## TASK
Give again, word for word, every line below from the one that has "fn parse_file(path: &Path)" through the one that has "pub fn load_config_with_env(path: Option<&Path>)", both included, and no others.

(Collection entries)
══════

//! Configuration management subsystem.
//!
//! # Data Flow
//! ```text
//! config file (TOML/JSON) + LOGGER_* environment
//!     → loader.rs (parse, deserialize, env overlay)
//!     → validation.rs (semantic checks)
//!     → Config (validated, immutable)
//!     → Logger::new
//! ```
//!
//! # Design Decisions
//! - Config is immutable once handed to a logger
//! - All fields have defaults to allow minimal configs
//! - Validation separates syntactic (serde) from semantic checks

pub mod loader;
pub mod schema;
pub mod validation;

pub use loader::{apply_env, load_config, load_config_with_env};
pub use schema::{Config, HandlerKind, ReplaceAttr, Writer};
pub use validation::{validate_config, ValidationError};
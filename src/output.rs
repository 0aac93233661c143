//! Output resolution: selects the byte sink records are written to.
//!
//! # Responsibilities
//! - Map the configured writer to stderr, stdout or a log file
//! - Prepare the log directory for file output
//!
//! # Design Decisions
//! - File output starts fresh on every run: the directory is removed and
//!   recreated, and `all.log` is truncated
//! - Each record is written with one `write_all` under the sink's lock, so
//!   concurrent records never interleave inside a line
//! - Setup failures are returned, not panicked on

use std::fs::{self, File, OpenOptions};
use std::io::{self, Write};
use std::path::{Path, PathBuf};
use std::sync::{Arc, Mutex};

use crate::config::{Config, Writer};
use crate::error::SetupError;

/// Directory used when `out_path` is empty.
pub const DEFAULT_DIR: &str = "logs";

/// File name inside the log directory.
pub const LOG_FILE: &str = "all.log";

/// A shared, lock-guarded byte sink.
#[derive(Clone)]
pub struct Output {
    inner: Arc<Mutex<Box<dyn Write + Send>>>,
}

impl Output {
    pub fn new(writer: impl Write + Send + 'static) -> Self {
        Self {
            inner: Arc::new(Mutex::new(Box::new(writer))),
        }
    }

    pub fn stderr() -> Self {
        Self::new(io::stderr())
    }

    pub fn stdout() -> Self {
        Self::new(io::stdout())
    }

    /// An in-memory sink and a handle to read back what was written.
    pub fn buffer() -> (Self, SharedBuffer) {
        let buf = SharedBuffer::default();
        (Self::new(buf.clone()), buf)
    }

    /// Write one encoded record as a single unit.
    pub fn write_record(&self, bytes: &[u8]) -> io::Result<()> {
        let mut w = self
            .inner
            .lock()
            .map_err(|_| io::Error::other("output lock poisoned"))?;
        w.write_all(bytes)?;
        w.flush()
    }
}

impl std::fmt::Debug for Output {
    fn fmt(&self, f: &mut std::fmt::Formatter<'_>) -> std::fmt::Result {
        f.debug_struct("Output").finish_non_exhaustive()
    }
}

/// Growable byte buffer shared between an [`Output`] and a reader.
#[derive(Clone, Default, Debug)]
pub struct SharedBuffer(Arc<Mutex<Vec<u8>>>);

impl SharedBuffer {
    pub fn contents(&self) -> String {
        let bytes = self.0.lock().map(|b| b.clone()).unwrap_or_default();
        String::from_utf8_lossy(&bytes).into_owned()
    }

    pub fn is_empty(&self) -> bool {
        self.0.lock().map(|b| b.is_empty()).unwrap_or(true)
    }
}

impl Write for SharedBuffer {
    fn write(&mut self, buf: &[u8]) -> io::Result<usize> {
        let mut inner = self
            .0
            .lock()
            .map_err(|_| io::Error::other("buffer lock poisoned"))?;
        inner.extend_from_slice(buf);
        Ok(buf.len())
    }

    fn flush(&mut self) -> io::Result<()> {
        Ok(())
    }
}

/// Resolve the sink for `config`.
pub fn open_output(config: &Config) -> Result<Output, SetupError> {
    match config.writer {
        Writer::Stderr => Ok(Output::stderr()),
        Writer::Stdout => Ok(Output::stdout()),
        Writer::File => {
            let dir = if config.out_path.is_empty() {
                Path::new(DEFAULT_DIR)
            } else {
                Path::new(&config.out_path)
            };
            Ok(Output::new(open_log_file(dir)?))
        }
    }
}

/// Recreate `dir` and open a truncated `all.log` inside it.
///
/// Whatever exists at `dir` is removed first, including a plain file.
pub fn open_log_file(dir: &Path) -> Result<File, SetupError> {
    let removed = match fs::symlink_metadata(dir) {
        Ok(meta) if meta.is_dir() => fs::remove_dir_all(dir),
        Ok(_) => fs::remove_file(dir),
        Err(e) => Err(e),
    };
    match removed {
        Ok(()) => {}
        Err(e) if e.kind() == io::ErrorKind::NotFound => {}
        Err(source) => {
            return Err(SetupError::RemoveDir {
                path: dir.to_path_buf(),
                source,
            })
        }
    }

    fs::create_dir_all(dir).map_err(|source| SetupError::CreateDir {
        path: dir.to_path_buf(),
        source,
    })?;

    let path: PathBuf = dir.join(LOG_FILE);
    let file = OpenOptions::new()
        .read(true)
        .write(true)
        .create(true)
        .truncate(true)
        .open(&path)
        .map_err(|source| SetupError::OpenFile {
            path: path.clone(),
            source,
        })?;

    tracing::debug!(path = %path.display(), "Log file prepared");
    Ok(file)
}
//! Configuration loading from disk and the environment.

use std::fs;
use std::path::Path;

use crate::config::schema::{Config, HandlerKind, Writer};
use crate::config::validation::validate_config;
use crate::error::ConfigError;

/// Parse a configuration file. `.json` files are read as JSON, anything else
/// as TOML.
fn parse_file(path: &Path) -> Result<Config, ConfigError> {
    let content = fs::read_to_string(path)?;
    let is_json = path
        .extension()
        .is_some_and(|ext| ext.eq_ignore_ascii_case("json"));

    let config: Config = if is_json {
        serde_json::from_str(&content)?
    } else {
        toml::from_str(&content)?
    };
    Ok(config)
}

/// Load and validate configuration from a file.
pub fn load_config(path: &Path) -> Result<Config, ConfigError> {
    let config = parse_file(path)?;

    validate_config(&config).map_err(ConfigError::Validation)?;

    Ok(config)
}

/// Load configuration from an optional file, then apply `LOGGER_*`
/// environment overrides, then validate.
pub fn load_config_with_env(path: Option<&Path>) -> Result<Config, ConfigError> {
    let base = match path {
        Some(p) => parse_file(p)?,
        None => Config::default(),
    };
    let config = apply_env(base, |var| std::env::var(var).ok())?;

    validate_config(&config).map_err(ConfigError::Validation)?;

    Ok(config)
}

/// Overlay environment values onto `config`.
///
/// `lookup` returns the value of an environment variable, if set.
pub fn apply_env<F>(mut config: Config, lookup: F) -> Result<Config, ConfigError>
where
    F: Fn(&str) -> Option<String>,
{
    if let Some(v) = lookup("LOGGER_LEVEL") {
        config.level = v;
    }
    if let Some(v) = lookup("LOGGER_ADD_SOURCE") {
        config.add_source = parse_bool("LOGGER_ADD_SOURCE", v)?;
    }
    if let Some(v) = lookup("LOGGER_IS_JSON") {
        config.is_json = parse_bool("LOGGER_IS_JSON", v)?;
    }
    if let Some(v) = lookup("LOGGER_WRITER") {
        config.writer = match v.as_str() {
            "stderr" => Writer::Stderr,
            "stdout" => Writer::Stdout,
            "file" => Writer::File,
            _ => return Err(ConfigError::Env { var: "LOGGER_WRITER", value: v }),
        };
    }
    if let Some(v) = lookup("LOGGER_OUT_PATH") {
        config.out_path = v;
    }
    if let Some(v) = lookup("LOGGER_SET_DEFAULT") {
        config.set_default = parse_bool("LOGGER_SET_DEFAULT", v)?;
    }
    if let Some(v) = lookup("LOGGER_TYPE") {
        config.kind = match v.as_str() {
            "dev" => HandlerKind::Dev,
            "pretty" => HandlerKind::Pretty,
            "discard" => HandlerKind::Discard,
            "default" => HandlerKind::Default,
            _ => return Err(ConfigError::Env { var: "LOGGER_TYPE", value: v }),
        };
    }
    Ok(config)
}

fn parse_bool(var: &'static str, value: String) -> Result<bool, ConfigError> {
    match value.as_str() {
        "true" | "1" => Ok(true),
        "false" | "0" => Ok(false),
        _ => Err(ConfigError::Env { var, value }),
    }
}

══════

## ANSWER SPACE
fn parse_file(path: &Path) -> Result<Config, ConfigError> {
    let content = fs::read_to_string(path)?;
    let is_json = path
        .extension()
        .is_some_and(|ext| ext.eq_ignore_ascii_case("json"));

    let config: Config = if is_json {
        serde_json::from_str(&content)?
    } else {
        toml::from_str(&content)?
    };
    Ok(config)
}

/// Load and validate configuration from a file.
pub fn load_config(path: &Path) -> Result<Config, ConfigError> {
    let config = parse_file(path)?;

    validate_config(&config).map_err(ConfigError::Validation)?;

    Ok(config)
}

/// Load configuration from an optional file, then apply `LOGGER_*`
/// environment overrides, then validate.
pub fn load_config_with_env(path: Option<&Path>) -> Result<Config, ConfigError> {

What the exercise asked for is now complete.